A healthy 31-year-old G3P2002 patient presents to the obstetrician’s office at 34 weeks gestational age for a routine return visit. She has had an uneventful pregnancy to date. Her baseline blood pressures were 100-110/ 60-70, and she has gained a total of 20 lb so far. During the visit, the patient complains of bilateral pedal edema that sometimes causes her feet to ache at the end of the day. Her urine dip indicates trace protein, and her blood pressure in the office is currently 115/75. She denies any other symptoms or complaints. On physical exam, there is pitting edema of both legs without any calf tenderness. How should the obstetrician respond to the patient’s concern?
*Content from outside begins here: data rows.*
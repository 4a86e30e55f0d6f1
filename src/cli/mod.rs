//! CLI module for the local LLM dashboard
//!
//! Provides subcommands that drive the ingestion and retrieval core:
//! - `extensions`: list supported file types
//! - `chunk`: preview how a file is chunked
//! - `search`: index files and run a similarity search
//! - `ask`: index files and answer a question from them
//! - `models`: list models installed on the backend

pub mod ask;
pub mod chunk;
pub mod extensions;
pub mod models;
pub mod search;

use std::path::PathBuf;
use std::sync::Arc;
use std::time::Duration;

use anyhow::Context;
use clap::{Parser, Subcommand};
use tracing::info;

use crate::config::AppConfig;
use crate::domain::indexed_file::FileId;
use crate::infrastructure::embedding::OllamaEmbeddingProvider;
use crate::infrastructure::indexed_file::InMemoryIndexedFileRepository;
use crate::infrastructure::ingestion::ParserRegistry;
use crate::infrastructure::llm::{HttpClient, OllamaChatProvider};
use crate::infrastructure::logging;
use crate::infrastructure::services::{RagService, VectorService};
use crate::infrastructure::vector_store::InMemoryVectorStore;

/// Local LLM dashboard - document ingestion and retrieval for RAG
#[derive(Parser)]
#[command(name = "local-llm-dashboard")]
#[command(version, about, long_about = None)]
pub struct Cli {
    #[command(subcommand)]
    pub command: Command,
}

#[derive(Subcommand)]
pub enum Command {
    /// List supported file extensions and their parsers
    Extensions,

    /// Parse a file and print its chunks
    Chunk(chunk::ChunkArgs),

    /// Index files and print the chunks nearest to a query
    Search(search::SearchArgs),

    /// Index files and answer a question from them
    Ask(ask::AskArgs),

    /// List models installed on the backend
    Models,
}

/// Load `.env` and configuration, then install logging
pub(crate) fn bootstrap() -> AppConfig {
    dotenvy::dotenv().ok();

    let config = AppConfig::load().unwrap_or_default();
    logging::init_logging(&config.logging);

    config
}

/// Wire the Ollama backends, in-process stores and registry into a service
pub(crate) fn build_rag_service(config: &AppConfig) -> anyhow::Result<RagService> {
    let timeout = Duration::from_secs(config.ollama.timeout_secs);
    let registry = ParserRegistry::new(config.rag.chunking())?;

    let embedder = OllamaEmbeddingProvider::with_base_url(
        HttpClient::with_timeout(timeout)?,
        &config.ollama.base_url,
    );
    let chat = OllamaChatProvider::with_base_url(
        HttpClient::with_timeout(timeout)?,
        &config.ollama.base_url,
    );

    let vectors = VectorService::new(
        Arc::new(embedder),
        Arc::new(InMemoryVectorStore::new()),
        &config.ollama.embedding_model,
    );

    Ok(RagService::new(
        registry,
        vectors,
        Arc::new(InMemoryIndexedFileRepository::new()),
        Arc::new(chat),
        config.rag_service(),
    ))
}

/// Upload every path through the service, returning the assigned ids
pub(crate) async fn index_files(
    service: &RagService,
    paths: &[PathBuf],
) -> anyhow::Result<Vec<FileId>> {
    let mut ids = Vec::with_capacity(paths.len());

    for path in paths {
        let filename = path
            .file_name()
            .and_then(|name| name.to_str())
            .with_context(|| format!("Invalid file path: {}", path.display()))?;
        let bytes = tokio::fs::read(path)
            .await
            .with_context(|| format!("Failed to read {}", path.display()))?;

        let file = service
            .upload(filename, &bytes)
            .await
            .with_context(|| format!("Failed to index {}", path.display()))?;

        info!(
            file_id = file.id,
            filename = %file.filename,
            chunks = file.chunk_count,
            "File ready"
        );
        ids.push(file.id);
    }

    Ok(ids)
}
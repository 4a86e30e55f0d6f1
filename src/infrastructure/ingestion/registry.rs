//! Extension-keyed parser selection

use std::collections::BTreeSet;
use std::sync::Arc;

use tracing::{debug, warn};

use crate::domain::ingestion::{
    detect_parser_from_filename, file_extension, ChunkingConfig, DocumentParser, ParserType,
    PARSER_TABLE,
};
use crate::domain::DomainError;

use super::parsers::{PdfParser, TextParser};

/// Registry that maps filenames to parsers
///
/// Chunk sizes omitted by the caller fall back to the defaults the registry
/// was built with.
#[derive(Debug, Clone, Copy)]
pub struct ParserRegistry {
    defaults: ChunkingConfig,
}

impl ParserRegistry {
    /// Create a registry with validated default chunking parameters
    pub fn new(defaults: ChunkingConfig) -> Result<Self, DomainError> {
        defaults.validate()?;
        Ok(Self { defaults })
    }

    pub fn defaults(&self) -> ChunkingConfig {
        self.defaults
    }

    /// Check whether the filename's extension has a parser
    pub fn is_supported(&self, filename: &str) -> bool {
        detect_parser_from_filename(filename).is_some()
    }

    /// Create the parser for `filename`, or `None` for unsupported types
    pub fn get_parser(
        &self,
        filename: &str,
        chunk_size: Option<usize>,
        chunk_overlap: Option<usize>,
    ) -> Option<Arc<dyn DocumentParser>> {
        let Some(parser_type) = detect_parser_from_filename(filename) else {
            warn!(
                filename = filename,
                extension = file_extension(filename).as_deref().unwrap_or(""),
                "No parser available for file type"
            );
            return None;
        };

        let config = ChunkingConfig::new(
            chunk_size.unwrap_or(self.defaults.chunk_size),
            chunk_overlap.unwrap_or(self.defaults.chunk_overlap),
        );

        debug!(
            filename = filename,
            parser = parser_type.name(),
            chunk_size = config.chunk_size,
            chunk_overlap = config.chunk_overlap,
            "Selected parser"
        );

        Some(Self::create(parser_type, config))
    }

    /// Create a parser of the given type
    pub fn create(parser_type: ParserType, config: ChunkingConfig) -> Arc<dyn DocumentParser> {
        match parser_type {
            ParserType::PlainText => Arc::new(TextParser::new(config)),
            ParserType::Pdf => Arc::new(PdfParser::new(config)),
        }
    }

    /// Every supported extension, lower-cased with its dot
    pub fn supported_extensions(&self) -> BTreeSet<&'static str> {
        PARSER_TABLE.iter().map(|(ext, _)| *ext).collect()
    }
}

impl Default for ParserRegistry {
    fn default() -> Self {
        Self {
            defaults: ChunkingConfig::default(),
        }
    }
}
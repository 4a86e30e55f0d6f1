//! Embedding provider domain traits

mod provider;

pub use provider::EmbeddingProvider;

#[cfg(test)]
pub use provider::mock::MockEmbeddingProvider;
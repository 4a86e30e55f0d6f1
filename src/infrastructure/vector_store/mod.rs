//! Vector store implementations

mod in_memory;

pub use in_memory::InMemoryVectorStore;
//! Application configuration

mod app_config;

pub use app_config::{AppConfig, LogFormat, LoggingConfig, OllamaConfig, RagConfig};
//! Document parser trait and types

use std::fmt::Debug;
use std::path::Path;

use async_trait::async_trait;
use serde::{Deserialize, Serialize};

use super::chunker::{ChunkingConfig, DocumentChunk};
use crate::domain::DomainError;

/// Type of document parser to use
#[derive(Debug, Clone, Copy, Serialize, Deserialize, PartialEq, Eq, Hash)]
#[serde(rename_all = "snake_case")]
pub enum ParserType {
    /// Any text-based format: prose, markup, source code, config files
    PlainText,
    /// Paged PDF documents
    Pdf,
}

impl ParserType {
    /// Get the parser name used in logs
    pub fn name(&self) -> &'static str {
        match self {
            Self::PlainText => "text",
            Self::Pdf => "pdf",
        }
    }
}

/// Trait for document parsers
///
/// A parser extracts the raw text of a stored file and hands it to the
/// chunker configured at construction, so every format is chunked the same
/// way.
#[async_trait]
pub trait DocumentParser: Send + Sync + Debug {
    /// Get the parser type
    fn parser_type(&self) -> ParserType;

    /// Get the chunking configuration this parser was built with
    fn chunking_config(&self) -> ChunkingConfig;

    /// Parse the file at `path` into chunks tagged with the file identity
    async fn parse(
        &self,
        path: &Path,
        file_id: i64,
        filename: &str,
    ) -> Result<Vec<DocumentChunk>, DomainError>;
}

#[cfg(test)]
mod tests {
    use super::*;

    #[test]
    fn test_parser_type_names() {
        assert_eq!(ParserType::PlainText.name(), "text");
        assert_eq!(ParserType::Pdf.name(), "pdf");
    }

    #[test]
    fn test_parser_type_serialization() {
        let json = serde_json::to_string(&ParserType::PlainText).unwrap();
        assert_eq!(json, "\"plain_text\"");
    }
}
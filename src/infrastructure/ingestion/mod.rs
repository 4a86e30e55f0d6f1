//! Document ingestion infrastructure
//!
//! This module provides the chunker, the parser implementations and the
//! extension-keyed registry that selects between them.

pub mod chunker;
pub mod parsers;
pub mod registry;

pub use chunker::{chunk_text, TextChunker};
pub use parsers::{PdfParser, TextParser};
pub use registry::ParserRegistry;
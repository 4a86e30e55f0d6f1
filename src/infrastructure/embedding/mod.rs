//! Embedding backends

mod ollama;

pub use ollama::OllamaEmbeddingProvider;
//! Infrastructure services

mod rag_service;
mod vector_service;

pub use rag_service::{
    build_context_prompt, ContextChatRequest, ContextualAnswer, ContextualStream, RagService,
    RagServiceConfig, RagStats,
};
pub use vector_service::{
    AddDocumentsResult, CollectionStats, DeleteResult, SearchResult, VectorService,
    COLLECTION_NAME,
};
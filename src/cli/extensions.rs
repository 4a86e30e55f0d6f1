//! Extensions command - lists supported file types

use crate::domain::ingestion::PARSER_TABLE;

/// Print every supported extension with the parser that handles it
pub fn run() -> anyhow::Result<()> {
    let mut table: Vec<_> = PARSER_TABLE.to_vec();
    table.sort_by_key(|(ext, _)| *ext);

    for (ext, parser_type) in table {
        println!("{:<12} {}", ext, parser_type.name());
    }

    Ok(())
}
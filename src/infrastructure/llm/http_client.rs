//! JSON-over-HTTP transport shared by the Ollama backends

use std::pin::Pin;
use std::time::Duration;

use async_trait::async_trait;
use bytes::Bytes;
use futures::{Stream, StreamExt};

use crate::domain::DomainError;

/// Raw response body delivered incrementally
pub type ByteStream = Pin<Box<dyn Stream<Item = Result<Bytes, DomainError>> + Send>>;

/// Transport seam so providers can run against canned responses
#[async_trait]
pub trait HttpClientTrait: Send + Sync + std::fmt::Debug {
    async fn get_json(&self, url: &str) -> Result<serde_json::Value, DomainError>;

    async fn post_json(
        &self,
        url: &str,
        body: &serde_json::Value,
    ) -> Result<serde_json::Value, DomainError>;

    /// POST a JSON body and hand back the undecoded response body
    async fn post_json_stream(
        &self,
        url: &str,
        body: &serde_json::Value,
    ) -> Result<ByteStream, DomainError>;
}

fn transport_error(message: String) -> DomainError {
    DomainError::provider("http", message)
}

/// reqwest-backed transport
#[derive(Debug, Clone, Default)]
pub struct HttpClient {
    client: reqwest::Client,
}

impl HttpClient {
    pub fn new() -> Self {
        Self::default()
    }

    /// Client whose requests give up after `timeout`, streamed bodies included
    pub fn with_timeout(timeout: Duration) -> Result<Self, DomainError> {
        reqwest::Client::builder()
            .timeout(timeout)
            .build()
            .map(|client| Self { client })
            .map_err(|e| DomainError::configuration(format!("Failed to build HTTP client: {}", e)))
    }

    /// Send the request; non-2xx statuses become errors carrying the body text
    async fn execute(
        &self,
        request: reqwest::RequestBuilder,
    ) -> Result<reqwest::Response, DomainError> {
        let response = request
            .send()
            .await
            .map_err(|e| transport_error(format!("Request failed: {}", e)))?;

        let status = response.status();
        if status.is_success() {
            return Ok(response);
        }

        let detail = response.text().await.unwrap_or_default();
        Err(transport_error(format!("HTTP {}: {}", status, detail)))
    }

    async fn decode(response: reqwest::Response) -> Result<serde_json::Value, DomainError> {
        response
            .json()
            .await
            .map_err(|e| transport_error(format!("Invalid JSON body: {}", e)))
    }
}

#[async_trait]
impl HttpClientTrait for HttpClient {
    async fn get_json(&self, url: &str) -> Result<serde_json::Value, DomainError> {
        Self::decode(self.execute(self.client.get(url)).await?).await
    }

    async fn post_json(
        &self,
        url: &str,
        body: &serde_json::Value,
    ) -> Result<serde_json::Value, DomainError> {
        Self::decode(self.execute(self.client.post(url).json(body)).await?).await
    }

    async fn post_json_stream(
        &self,
        url: &str,
        body: &serde_json::Value,
    ) -> Result<ByteStream, DomainError> {
        let response = self.execute(self.client.post(url).json(body)).await?;

        let chunks = response
            .bytes_stream()
            .map(|chunk| chunk.map_err(|e| transport_error(format!("Stream error: {}", e))));

        Ok(Box::pin(chunks))
    }
}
Correct Answer: Reassure the patient that this is a normal finding of pregnancy, and no treatment is needed
Description: Increased fluid retention manifested by pitting edema of the ankles and legs is a normal finding in pregnancy. During pregnancy, there is a decrease in colloid osmotic pressure and a fall in plasma osmolality. Moreover, there is an increase in venous pressure created by partial occlusion of the vena cava by the gravid uterus, which also contributes to pedal edema. Diuretics are sometimes given to pregnant women who have chronic hypertension, but this is not the case in this patient. More commonly, Lasix is used in the acute setting to treat pulmonary edema. This patient is not hypertensive and does not have any other signs or symptoms of preeclampsia and therefore does not need to be admitted for a further workup. Trace protein in the urine is common in normal pregnancies and is not of concern. Doppler studies of the lower extremities are not indicated in this patient since the history and exam (specifically, the lack of calf tenderness) are consistent with physiologic edema. The normal swelling detected in pregnancy is not prevented by a low-sodium diet or improved with a lower intake of salt.